A vivacious black-haired woman approached him with her hand extended. A smile revealed white, perfect teeth; she had a sparkle in her enormous, thickly lashed blue eyes. The plain black dress she wore with a black scarf wrapped casually below her neck was striking. She had an inviting presence, as if she were about to share a delightful surprise. Suddenly, Marek’s interest stirred.

“Mr. Rangel,” she said. “I’m Camille Avanole.”

Her warm hand was soft, yet her handshake was firm. At the moment of contact, he was jolted by an electric response, an intense awareness that he had not felt with any woman since he had lost his fiancée. Realizing he was staring, he released her hand.

“Please have a seat.”

Marek focused on her interesting walk. As she crossed the room, he noticed her tiny waist. Her beauty had to be an asset to her career.

“Just call me Marek,” he said, certain this meeting would be brief and he would never see her again.

Two antique velvet wingback chairs stood in front of the mahogany desk. Marek sat down facing her. She crossed long, shapely legs that had to be the best-looking legs on the opera circuit.

“Are you in Dallas for a performance or is this your home?” he asked politely, noticing she had the largest eyes he had ever seen. Striking, spellbinding eyes.

“I’m back in Dallas this spring for a performance I’ll have soon.”

He had the feeling of being studied as intently as a bug under a microscope.

“So what is the mysterious reason you wanted to see me that we couldn’t discuss on the phone?”

Her smile vanished and she straightened. He could add the word compelling to his description of her. He couldn’t imagine her playing any part on stage except the star; she would steal the show even in the background. Even while sitting still, she exuded energy.

“You lost your brother and your fiancée a year ago this March. I’m sorry for your loss,” she said.

“Thank you,” he replied stiffly, waiting and wondering why she had brought that up.

“I knew your brother,” she said quietly.

Surprised, he focused on her. “How’s that?”

“We met at a New Year’s Eve party. You had a very charming brother.”

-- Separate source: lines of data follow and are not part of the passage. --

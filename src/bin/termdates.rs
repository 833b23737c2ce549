use std::env;
use std::path::Path;
use std::process::ExitCode;
use termdates::cli::{CliArgs, print_help};
use termdates::context::StandardContext;
use termdates::{controller, logging};

#[tokio::main]
async fn main() -> ExitCode {
    let args: Vec<String> = env::args().skip(1).collect();

    let cli = match CliArgs::parse(&args) {
        Ok(cli) => cli,
        Err(e) => {
            eprintln!("Error: {}", e);
            eprintln!("Run 'termdates --help' for usage.");
            return ExitCode::from(2);
        }
    };
    if cli.help {
        print_help("termdates");
        return ExitCode::SUCCESS;
    }

    let ctx = StandardContext::new(cli.root.clone());
    let (config, log_path) = cli.prepare(&ctx);
    if let Err(e) = logging::init(&log_path, cli.verbose) {
        eprintln!("Warning: {:#}; errors will not be written to a log file.", e);
    }
    let config = match config {
        Ok(config) => config,
        Err(err) => return fail(&err, &log_path),
    };

    if cli.init_config {
        return match config.save(&ctx) {
            Ok(path) => {
                println!("Wrote {}", path.display());
                ExitCode::SUCCESS
            }
            Err(err) => fail(&err, &log_path),
        };
    }

    let source = cli.source(&config);
    let target = cli.target(&config);
    match controller::run(&ctx, &config, &source, &target).await {
        Ok(summary) => {
            let message = format!(
                "Created {} with {} term dates events.",
                summary.destination, summary.events
            );
            // Keep stdout clean for the calendar itself.
            if cli.stdout {
                eprintln!("{}", message);
            } else {
                println!("{}", message);
            }
            if summary.rejected_lines > 0 {
                eprintln!(
                    "{} line(s) could not be parsed. Check {} for details.",
                    summary.rejected_lines,
                    log_path.display()
                );
            }
            ExitCode::SUCCESS
        }
        Err(err) => fail(&err, &log_path),
    }
}

/// Full error to the log file, short message to the terminal.
fn fail(err: &anyhow::Error, log_path: &Path) -> ExitCode {
    log::error!("{:#}", err);
    println!("{}", controller::user_message(err, log_path));
    ExitCode::FAILURE
}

“Yes, Kern was charismatic, fun,” Marek said, his mind racing. Had she and Kern secretly married? He dismissed that notion immediately. Kern would have told him. “Let’s cut to the chase here. What does your knowing my brother have to do with your asking for an appointment to talk to me?”

“I’m going to give you a shock and I’m trying to lead into it instead of just hitting you with it all at once.”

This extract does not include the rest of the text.